Stored items
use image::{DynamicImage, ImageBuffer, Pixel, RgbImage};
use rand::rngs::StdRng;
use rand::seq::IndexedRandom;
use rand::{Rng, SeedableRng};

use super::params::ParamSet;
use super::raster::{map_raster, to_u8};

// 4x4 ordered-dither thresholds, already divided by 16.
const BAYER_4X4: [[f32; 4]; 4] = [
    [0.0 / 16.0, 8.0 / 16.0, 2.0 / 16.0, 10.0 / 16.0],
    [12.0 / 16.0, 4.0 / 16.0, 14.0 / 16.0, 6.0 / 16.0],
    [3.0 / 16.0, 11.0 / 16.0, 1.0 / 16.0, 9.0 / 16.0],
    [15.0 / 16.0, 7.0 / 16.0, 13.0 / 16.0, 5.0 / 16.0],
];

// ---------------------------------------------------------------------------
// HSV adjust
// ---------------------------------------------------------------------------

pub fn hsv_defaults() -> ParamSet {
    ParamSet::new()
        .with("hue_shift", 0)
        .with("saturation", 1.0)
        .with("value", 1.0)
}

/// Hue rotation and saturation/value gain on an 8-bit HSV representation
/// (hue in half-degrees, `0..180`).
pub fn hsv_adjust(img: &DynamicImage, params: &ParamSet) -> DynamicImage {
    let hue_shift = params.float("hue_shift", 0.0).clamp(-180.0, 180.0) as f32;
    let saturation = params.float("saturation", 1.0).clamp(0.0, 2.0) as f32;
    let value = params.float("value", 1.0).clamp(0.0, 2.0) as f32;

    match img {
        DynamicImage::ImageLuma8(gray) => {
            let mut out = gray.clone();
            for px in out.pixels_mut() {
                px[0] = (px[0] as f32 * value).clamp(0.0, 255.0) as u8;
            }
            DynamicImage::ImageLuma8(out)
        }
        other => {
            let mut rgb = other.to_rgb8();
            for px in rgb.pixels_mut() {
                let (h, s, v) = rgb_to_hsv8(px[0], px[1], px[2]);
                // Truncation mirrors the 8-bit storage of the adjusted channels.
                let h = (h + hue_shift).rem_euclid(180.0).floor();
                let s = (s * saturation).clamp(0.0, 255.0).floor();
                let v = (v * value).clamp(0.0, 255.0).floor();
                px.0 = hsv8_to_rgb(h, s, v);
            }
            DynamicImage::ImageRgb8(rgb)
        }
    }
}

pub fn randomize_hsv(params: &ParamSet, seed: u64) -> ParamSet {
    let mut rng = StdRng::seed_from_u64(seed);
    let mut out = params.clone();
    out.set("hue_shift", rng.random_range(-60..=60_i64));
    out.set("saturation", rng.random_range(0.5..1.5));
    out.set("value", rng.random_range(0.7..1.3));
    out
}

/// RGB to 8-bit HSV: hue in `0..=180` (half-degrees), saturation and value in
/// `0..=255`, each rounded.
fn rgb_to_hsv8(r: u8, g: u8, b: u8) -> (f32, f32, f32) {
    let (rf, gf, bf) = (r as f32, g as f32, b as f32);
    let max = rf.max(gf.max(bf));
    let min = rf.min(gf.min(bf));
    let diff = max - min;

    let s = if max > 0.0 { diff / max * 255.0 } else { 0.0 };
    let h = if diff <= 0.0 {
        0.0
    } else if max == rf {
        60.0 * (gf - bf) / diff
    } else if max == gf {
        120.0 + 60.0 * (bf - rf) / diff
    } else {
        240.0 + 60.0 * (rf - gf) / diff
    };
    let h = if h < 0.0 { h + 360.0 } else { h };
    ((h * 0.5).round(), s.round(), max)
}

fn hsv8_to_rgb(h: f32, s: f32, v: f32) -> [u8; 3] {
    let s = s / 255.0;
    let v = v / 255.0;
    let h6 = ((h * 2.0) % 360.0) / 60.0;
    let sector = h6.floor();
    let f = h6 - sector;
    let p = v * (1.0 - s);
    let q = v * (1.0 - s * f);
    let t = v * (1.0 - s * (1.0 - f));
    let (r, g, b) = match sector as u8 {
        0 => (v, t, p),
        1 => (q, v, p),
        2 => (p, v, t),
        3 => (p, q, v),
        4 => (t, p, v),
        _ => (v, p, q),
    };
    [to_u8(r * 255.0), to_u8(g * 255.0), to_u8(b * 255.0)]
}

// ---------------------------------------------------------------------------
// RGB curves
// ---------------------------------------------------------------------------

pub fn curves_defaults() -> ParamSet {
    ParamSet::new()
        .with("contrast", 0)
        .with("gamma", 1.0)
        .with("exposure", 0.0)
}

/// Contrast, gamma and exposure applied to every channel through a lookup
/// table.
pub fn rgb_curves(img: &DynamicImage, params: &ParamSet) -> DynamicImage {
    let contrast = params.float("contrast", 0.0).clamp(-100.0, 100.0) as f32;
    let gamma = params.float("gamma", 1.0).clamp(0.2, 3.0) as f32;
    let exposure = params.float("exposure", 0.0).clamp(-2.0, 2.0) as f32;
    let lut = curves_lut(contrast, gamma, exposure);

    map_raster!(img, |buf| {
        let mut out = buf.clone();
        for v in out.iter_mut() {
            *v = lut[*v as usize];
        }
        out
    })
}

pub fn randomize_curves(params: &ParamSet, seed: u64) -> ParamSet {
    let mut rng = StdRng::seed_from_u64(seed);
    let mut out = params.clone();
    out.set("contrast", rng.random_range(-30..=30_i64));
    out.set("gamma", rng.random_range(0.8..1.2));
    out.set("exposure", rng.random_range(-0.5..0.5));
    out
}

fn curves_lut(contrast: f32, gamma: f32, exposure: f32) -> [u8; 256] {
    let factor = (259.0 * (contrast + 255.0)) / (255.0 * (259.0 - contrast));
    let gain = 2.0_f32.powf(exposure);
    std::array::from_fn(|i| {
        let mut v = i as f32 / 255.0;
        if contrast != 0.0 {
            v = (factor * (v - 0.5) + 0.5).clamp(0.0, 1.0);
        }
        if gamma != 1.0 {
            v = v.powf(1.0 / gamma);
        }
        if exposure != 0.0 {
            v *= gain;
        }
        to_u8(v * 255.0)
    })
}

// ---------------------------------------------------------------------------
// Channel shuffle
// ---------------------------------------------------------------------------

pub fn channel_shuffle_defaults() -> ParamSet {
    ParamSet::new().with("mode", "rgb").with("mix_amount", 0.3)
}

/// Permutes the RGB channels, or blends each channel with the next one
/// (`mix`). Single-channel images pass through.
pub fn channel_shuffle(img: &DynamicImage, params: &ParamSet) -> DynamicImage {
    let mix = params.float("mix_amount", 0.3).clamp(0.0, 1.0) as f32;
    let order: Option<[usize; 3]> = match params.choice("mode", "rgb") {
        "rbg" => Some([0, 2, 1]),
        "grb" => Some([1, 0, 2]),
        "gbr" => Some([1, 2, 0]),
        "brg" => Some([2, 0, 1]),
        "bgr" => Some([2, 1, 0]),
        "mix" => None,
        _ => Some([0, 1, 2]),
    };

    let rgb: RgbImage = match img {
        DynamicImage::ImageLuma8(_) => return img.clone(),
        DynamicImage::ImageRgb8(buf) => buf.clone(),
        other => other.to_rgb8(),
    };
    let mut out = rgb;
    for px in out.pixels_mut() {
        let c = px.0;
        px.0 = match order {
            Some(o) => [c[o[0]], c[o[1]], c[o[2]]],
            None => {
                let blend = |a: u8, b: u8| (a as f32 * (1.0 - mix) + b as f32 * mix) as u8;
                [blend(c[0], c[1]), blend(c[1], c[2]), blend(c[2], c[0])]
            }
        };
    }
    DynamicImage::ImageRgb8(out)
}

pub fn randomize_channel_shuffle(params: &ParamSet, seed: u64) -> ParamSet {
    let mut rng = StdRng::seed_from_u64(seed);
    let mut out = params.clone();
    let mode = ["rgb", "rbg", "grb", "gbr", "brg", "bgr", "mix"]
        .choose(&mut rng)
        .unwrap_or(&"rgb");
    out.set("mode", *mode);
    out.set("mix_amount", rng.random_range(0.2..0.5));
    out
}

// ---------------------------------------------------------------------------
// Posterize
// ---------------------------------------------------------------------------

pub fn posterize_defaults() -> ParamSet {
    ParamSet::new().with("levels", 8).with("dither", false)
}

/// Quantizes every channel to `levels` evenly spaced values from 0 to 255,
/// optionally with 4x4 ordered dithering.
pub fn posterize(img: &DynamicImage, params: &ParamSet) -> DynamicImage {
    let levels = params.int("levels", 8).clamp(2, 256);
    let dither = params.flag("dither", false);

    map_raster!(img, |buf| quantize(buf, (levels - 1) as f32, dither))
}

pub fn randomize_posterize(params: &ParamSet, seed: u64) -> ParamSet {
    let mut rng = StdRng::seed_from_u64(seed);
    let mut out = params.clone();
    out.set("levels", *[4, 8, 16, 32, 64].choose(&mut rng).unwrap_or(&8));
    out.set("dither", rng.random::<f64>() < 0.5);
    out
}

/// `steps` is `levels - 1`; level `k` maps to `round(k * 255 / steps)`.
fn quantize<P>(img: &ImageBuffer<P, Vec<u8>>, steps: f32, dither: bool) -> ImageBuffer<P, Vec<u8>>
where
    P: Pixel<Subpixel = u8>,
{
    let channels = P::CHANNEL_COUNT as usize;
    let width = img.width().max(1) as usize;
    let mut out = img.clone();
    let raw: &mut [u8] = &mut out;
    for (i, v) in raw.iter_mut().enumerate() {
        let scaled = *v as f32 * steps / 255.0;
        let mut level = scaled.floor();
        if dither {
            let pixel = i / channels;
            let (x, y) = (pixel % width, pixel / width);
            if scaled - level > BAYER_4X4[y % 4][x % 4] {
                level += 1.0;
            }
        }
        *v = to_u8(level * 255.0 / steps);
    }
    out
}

- [Instructions to follow] Give again exactly, and only, the lines above starting at the one with "3.0) as f32;" and ending at the one with "let mut out = buf.clone();".

- [Your solution]
    let gamma = params.float("gamma", 1.0).clamp(0.2, 3.0) as f32;
    let exposure = params.float("exposure", 0.0).clamp(-2.0, 2.0) as f32;
    let lut = curves_lut(contrast, gamma, exposure);

    map_raster!(img, |buf| {
        let mut out = buf.clone();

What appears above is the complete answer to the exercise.